**What you need to do**
Starting at the line that has "fn default() ->" and stopping after the line that has "for CLI overrides", reproduce the listing below exactly; omit everything else.

- - - - - - -

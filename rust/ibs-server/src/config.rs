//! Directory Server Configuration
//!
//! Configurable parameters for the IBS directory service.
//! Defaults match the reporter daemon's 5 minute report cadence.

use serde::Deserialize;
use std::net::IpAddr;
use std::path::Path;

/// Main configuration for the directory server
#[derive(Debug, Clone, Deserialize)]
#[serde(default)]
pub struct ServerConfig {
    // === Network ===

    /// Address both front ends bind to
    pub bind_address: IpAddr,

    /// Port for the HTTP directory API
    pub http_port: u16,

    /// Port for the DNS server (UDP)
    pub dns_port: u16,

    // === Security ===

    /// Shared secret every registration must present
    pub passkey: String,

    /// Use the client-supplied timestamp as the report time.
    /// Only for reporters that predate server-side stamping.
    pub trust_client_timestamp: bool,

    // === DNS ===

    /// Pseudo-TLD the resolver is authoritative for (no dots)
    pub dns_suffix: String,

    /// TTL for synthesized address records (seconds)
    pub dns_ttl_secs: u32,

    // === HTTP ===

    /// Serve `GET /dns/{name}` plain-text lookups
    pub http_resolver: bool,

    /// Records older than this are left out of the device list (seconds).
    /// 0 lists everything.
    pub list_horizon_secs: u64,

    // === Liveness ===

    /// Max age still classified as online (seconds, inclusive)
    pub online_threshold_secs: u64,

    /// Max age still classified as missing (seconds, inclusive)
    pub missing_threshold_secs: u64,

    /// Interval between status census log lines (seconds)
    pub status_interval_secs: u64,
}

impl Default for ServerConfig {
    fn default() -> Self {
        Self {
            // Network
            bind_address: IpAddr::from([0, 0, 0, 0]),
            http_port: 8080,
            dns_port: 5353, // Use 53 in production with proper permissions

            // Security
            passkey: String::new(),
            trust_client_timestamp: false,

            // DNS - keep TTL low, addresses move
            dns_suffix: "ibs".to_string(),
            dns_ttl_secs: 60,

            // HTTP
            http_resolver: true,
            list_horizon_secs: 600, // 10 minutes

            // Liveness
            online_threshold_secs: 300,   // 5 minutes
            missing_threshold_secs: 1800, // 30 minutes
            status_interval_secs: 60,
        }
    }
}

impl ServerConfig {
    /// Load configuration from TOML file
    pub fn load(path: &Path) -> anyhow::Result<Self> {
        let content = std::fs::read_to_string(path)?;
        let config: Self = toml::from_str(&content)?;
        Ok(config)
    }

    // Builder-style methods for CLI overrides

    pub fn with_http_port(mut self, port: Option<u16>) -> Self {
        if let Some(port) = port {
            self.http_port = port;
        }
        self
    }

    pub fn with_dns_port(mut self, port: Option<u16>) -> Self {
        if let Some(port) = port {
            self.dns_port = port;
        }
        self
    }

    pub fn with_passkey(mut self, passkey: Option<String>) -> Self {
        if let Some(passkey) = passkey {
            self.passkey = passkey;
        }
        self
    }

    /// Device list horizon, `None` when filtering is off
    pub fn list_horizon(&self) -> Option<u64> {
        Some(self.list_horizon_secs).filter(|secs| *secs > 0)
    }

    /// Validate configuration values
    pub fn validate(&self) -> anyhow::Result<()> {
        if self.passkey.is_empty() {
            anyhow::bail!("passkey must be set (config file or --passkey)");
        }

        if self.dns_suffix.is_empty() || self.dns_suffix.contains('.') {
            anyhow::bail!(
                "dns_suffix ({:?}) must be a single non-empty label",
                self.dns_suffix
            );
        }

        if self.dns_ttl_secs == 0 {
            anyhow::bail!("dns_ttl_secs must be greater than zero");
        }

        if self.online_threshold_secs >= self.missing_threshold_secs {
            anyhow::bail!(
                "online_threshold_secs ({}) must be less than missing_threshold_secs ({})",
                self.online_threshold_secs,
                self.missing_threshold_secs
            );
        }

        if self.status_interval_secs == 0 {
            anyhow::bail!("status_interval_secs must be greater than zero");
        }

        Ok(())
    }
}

- - - - - - -

**Expected answer**
    fn default() -> Self {
        Self {
            // Network
            bind_address: IpAddr::from([0, 0, 0, 0]),
            http_port: 8080,
            dns_port: 5353, // Use 53 in production with proper permissions

            // Security
            passkey: String::new(),
            trust_client_timestamp: false,

            // DNS - keep TTL low, addresses move
            dns_suffix: "ibs".to_string(),
            dns_ttl_secs: 60,

            // HTTP
            http_resolver: true,
            list_horizon_secs: 600, // 10 minutes

            // Liveness
            online_threshold_secs: 300,   // 5 minutes
            missing_threshold_secs: 1800, // 30 minutes
            status_interval_secs: 60,
        }
    }
}

impl ServerConfig {
    /// Load configuration from TOML file
    pub fn load(path: &Path) -> anyhow::Result<Self> {
        let content = std::fs::read_to_string(path)?;
        let config: Self = toml::from_str(&content)?;
        Ok(config)
    }

    // Builder-style methods for CLI overrides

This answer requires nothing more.